Their old routine - Try to continue with their old routine. If they took a shower in the morning then try to have them take it then. Tell them they need to have a shower before they go out, to church, etc. Something they would normally have showered and gotten ready for.

Did they bathe or shower - Continuing with trying to recreate their old routine - did they bathe or shower? Do the same with them now. There is equipment such as bath lifts and shower chairs that allow the care receiver to safely do either a shower or a bath.

Timing - Try to direct them towards showering before they put their clothes on for the day. Sometimes professional care is scheduled for later in the day and the care receiver may not want to shower then. Schedule their showers for when they would normally have done them - usually first thing in the morning or last thing before bed.

Fear - Acknowledge that they may be afraid of something to do with showering/bathing. They may be afraid of many things such as falling in the shower and not knowing how to shower (as well as feeling embarrassed because they do not remember how to shower). Talk them through it and reassure them you will keep them safe.

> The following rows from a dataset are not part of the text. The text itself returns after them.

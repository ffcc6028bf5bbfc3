//! Node invocation: variant dispatch, panic capture, the release protocol,
//! and topology teardown accounting.

use std::panic::{catch_unwind, AssertUnwindSafe};
use std::sync::atomic::Ordering;
use std::sync::Arc;

use weft_core::weft_task;

use crate::executor::Executor;
use crate::graph::flow::SubflowBuilder;
use crate::graph::node::{AsyncWork, Node, StaticWork, Work};
use crate::runtime::Runtime;

impl Executor {
    /// Invokes one node: run (or skip) its body, then apply the release
    /// rule to its successors and close its accounting entry.
    pub(crate) fn invoke(&self, worker: usize, node: Arc<Node>) {
        // Resumption after nested work finished. Only the resumable async
        // form re-enters its body; everything else goes straight to the
        // release phase.
        if node.is_preempted() {
            node.clear_preempted();
            if self.reenter(worker, &node) {
                return; // preempted again
            }
            self.finish(worker, node, None);
            return;
        }

        // Cancelled topologies drain without running bodies. Async tasks
        // are not cancellable.
        if !node.is_async() && node.is_cancelled() {
            weft_task!(trace, worker = worker, task = %node.name(), "draining cancelled task");
            self.finish(worker, node, None);
            return;
        }

        let mut condition: Option<Vec<usize>> = None;
        let mut preempt_pending = false;
        let mut spliced: Option<Vec<Arc<Node>>> = None;

        let outcome = catch_unwind(AssertUnwindSafe(|| {
            match &mut *node.work.lock() {
                Work::Placeholder => {}
                Work::Static(StaticWork::Plain(f)) => f(),
                Work::Static(StaticWork::WithRuntime(f)) => {
                    let mut rt = Runtime::new(self, &node, worker);
                    f(&mut rt);
                    preempt_pending = rt.preempt_pending();
                }
                Work::Subflow { build, subgraph } => {
                    // A fresh inner graph per invocation; predicate re-runs
                    // rebuild it.
                    subgraph.clear();
                    let mut builder = SubflowBuilder { graph: subgraph };
                    build(&mut builder);
                    spliced = Some(subgraph.nodes().to_vec());
                }
                Work::Condition(f) => condition = Some(vec![f()]),
                Work::MultiCondition(f) => condition = Some(f()),
                Work::Module { target } => {
                    spliced = Some(target.lock().nodes().to_vec());
                }
                Work::Async(work) | Work::DependentAsync(work) => match work {
                    AsyncWork::Plain(f) => f(),
                    AsyncWork::WithRuntime(f) => {
                        let mut rt = Runtime::new(self, &node, worker);
                        f(&mut rt);
                        preempt_pending = rt.preempt_pending();
                    }
                    AsyncWork::Resumable(f) => {
                        let mut rt = Runtime::new(self, &node, worker);
                        f(&mut rt, true);
                        preempt_pending = rt.preempt_pending();
                    }
                },
            }
        }));

        if let Err(payload) = outcome {
            self.capture_panic(worker, &node, payload);
            self.finish(worker, node, None);
            return;
        }

        // Children spawned through a preemption guard keep the node open;
        // the last one to finish re-enqueues it.
        if preempt_pending {
            return;
        }

        // Subflow and module bodies yielded an inner graph to splice in.
        if let Some(children) = spliced {
            if self.splice_under(&node, &children) {
                return; // preempted until the children finish
            }
        }

        self.finish(worker, node, condition);
    }

    /// Re-enters the body of a resumable async task with `is_first` false.
    /// Returns true if the node preempted itself again.
    fn reenter(&self, worker: usize, node: &Arc<Node>) -> bool {
        let is_resumable_async = matches!(
            &*node.work.lock(),
            Work::Async(AsyncWork::Resumable(_)) | Work::DependentAsync(AsyncWork::Resumable(_))
        );
        if !is_resumable_async {
            return false;
        }
        let mut preempt_pending = false;
        let outcome = catch_unwind(AssertUnwindSafe(|| {
            if let Work::Async(AsyncWork::Resumable(f))
            | Work::DependentAsync(AsyncWork::Resumable(f)) = &mut *node.work.lock()
            {
                let mut rt = Runtime::new(self, node, worker);
                f(&mut rt, false);
                preempt_pending = rt.preempt_pending();
            }
        }));
        if let Err(payload) = outcome {
            self.capture_panic(worker, node, payload);
            return false;
        }
        preempt_pending
    }

    fn capture_panic(
        &self,
        worker: usize,
        node: &Arc<Node>,
        payload: Box<dyn std::any::Any + Send>,
    ) {
        node.mark_exception();
        if node.is_async() {
            // No topology to carry the payload; value-returning async tasks
            // already moved it into their future.
            weft_task!(error, worker = worker, task = %node.name(), "async task panicked");
            return;
        }
        let topology = node.topology.lock().clone();
        match topology {
            Some(topology) => {
                if !topology.record_panic(node.name(), payload) {
                    weft_task!(
                        error,
                        worker = worker,
                        task = %node.name(),
                        "panic dropped, topology already holds one"
                    );
                }
            }
            None => {
                weft_task!(error, worker = worker, task = %node.name(), "panic in unbound task");
            }
        }
    }

    /// Splices `children` into the running invocation under `parent`.
    /// Returns true when the parent was preempted behind scheduled children.
    fn splice_under(&self, parent: &Arc<Node>, children: &[Arc<Node>]) -> bool {
        if children.is_empty() {
            return false;
        }
        let Some(topology) = parent.topology.lock().clone() else {
            weft_task!(error, task = %parent.name(), "splice outside a topology");
            return false;
        };
        for child in children {
            child.bind(&topology, Arc::downgrade(parent));
            child.set_up_join_counter();
        }
        let sources: Vec<Arc<Node>> = children
            .iter()
            .filter(|c| c.is_source())
            .cloned()
            .collect();
        if sources.is_empty() {
            return false;
        }
        // Open the children's accounting entries and decide the preemption
        // before any child can possibly finish.
        parent
            .join_counter
            .fetch_add(sources.len(), Ordering::AcqRel);
        parent.set_preempted();
        for source in sources {
            self.schedule(source);
        }
        true
    }

    /// Release phase and teardown.
    fn finish(&self, worker: usize, node: Arc<Node>, condition: Option<Vec<usize>>) {
        if node.is_async() {
            self.tear_down_async(worker, node);
            return;
        }

        // Re-arm the strong in-degree before releasing successors so cyclic
        // control flow can release this node again. fetch_add, not a store:
        // a second conditional release may already be decrementing.
        node.join_counter
            .fetch_add(node.strong_in.load(Ordering::Relaxed), Ordering::AcqRel);

        let successors = node.successors.lock().clone();
        if node.is_cancelled() {
            // Unwind: every edge is treated as strong. Successors with
            // conditional in-edges never counted those edges, so their
            // decrement floors at zero instead of wrapping.
            for s in &successors {
                let released = if s.cond_in.load(Ordering::Relaxed) > 0 {
                    s.decrement_join_saturating()
                } else {
                    let previous = s.join_counter.fetch_sub(1, Ordering::AcqRel);
                    debug_assert!(previous > 0, "unwind released '{}' twice", s.name());
                    previous == 1
                };
                if released {
                    self.bump_scope(s);
                    self.schedule(Arc::clone(s));
                }
            }
        } else if node.is_conditioner() {
            if let Some(indices) = condition {
                for index in indices {
                    if let Some(s) = successors.get(index) {
                        self.bump_scope(s);
                        self.schedule(Arc::clone(s));
                    }
                }
            }
        } else {
            for s in &successors {
                let previous = s.join_counter.fetch_sub(1, Ordering::AcqRel);
                debug_assert!(previous > 0, "strong release of '{}' underflowed", s.name());
                if previous == 1 {
                    self.bump_scope(s);
                    self.schedule(Arc::clone(s));
                }
            }
        }

        self.tear_down(worker, node);
    }

    /// Closes the node's accounting entry: the enclosing parent for spliced
    /// and attached nodes, the topology otherwise.
    fn tear_down(&self, _worker: usize, node: Arc<Node>) {
        let parent = node.parent.lock().upgrade();
        match parent {
            Some(parent) => {
                let previous = parent.join_counter.fetch_sub(1, Ordering::AcqRel);
                debug_assert!(previous > 0, "child counter of '{}' underflowed", parent.name());
                if previous == 1 && parent.is_preempted() {
                    self.schedule(parent);
                }
            }
            None => {
                let topology = node.topology.lock().clone();
                if let Some(topology) = topology {
                    let previous = topology.live.fetch_sub(1, Ordering::AcqRel);
                    debug_assert!(previous > 0, "topology live counter underflowed");
                    if previous == 1 {
                        self.finalize_topology(topology);
                    }
                }
            }
        }
    }
}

Length of time - It will take a lot longer to shower than it does for most people. Ensure you have lots of time and do not rush the care receiver.

Talk them through it - Take it one step at a time. Try not to convince them it is time to take a bath. Be direct such as "Your bath is ready Betty" "I've prepared your shower Susan" or "Would you like a bath or shower" instead of would you like to shower or it is shower time. Break the task into small steps that they can follow.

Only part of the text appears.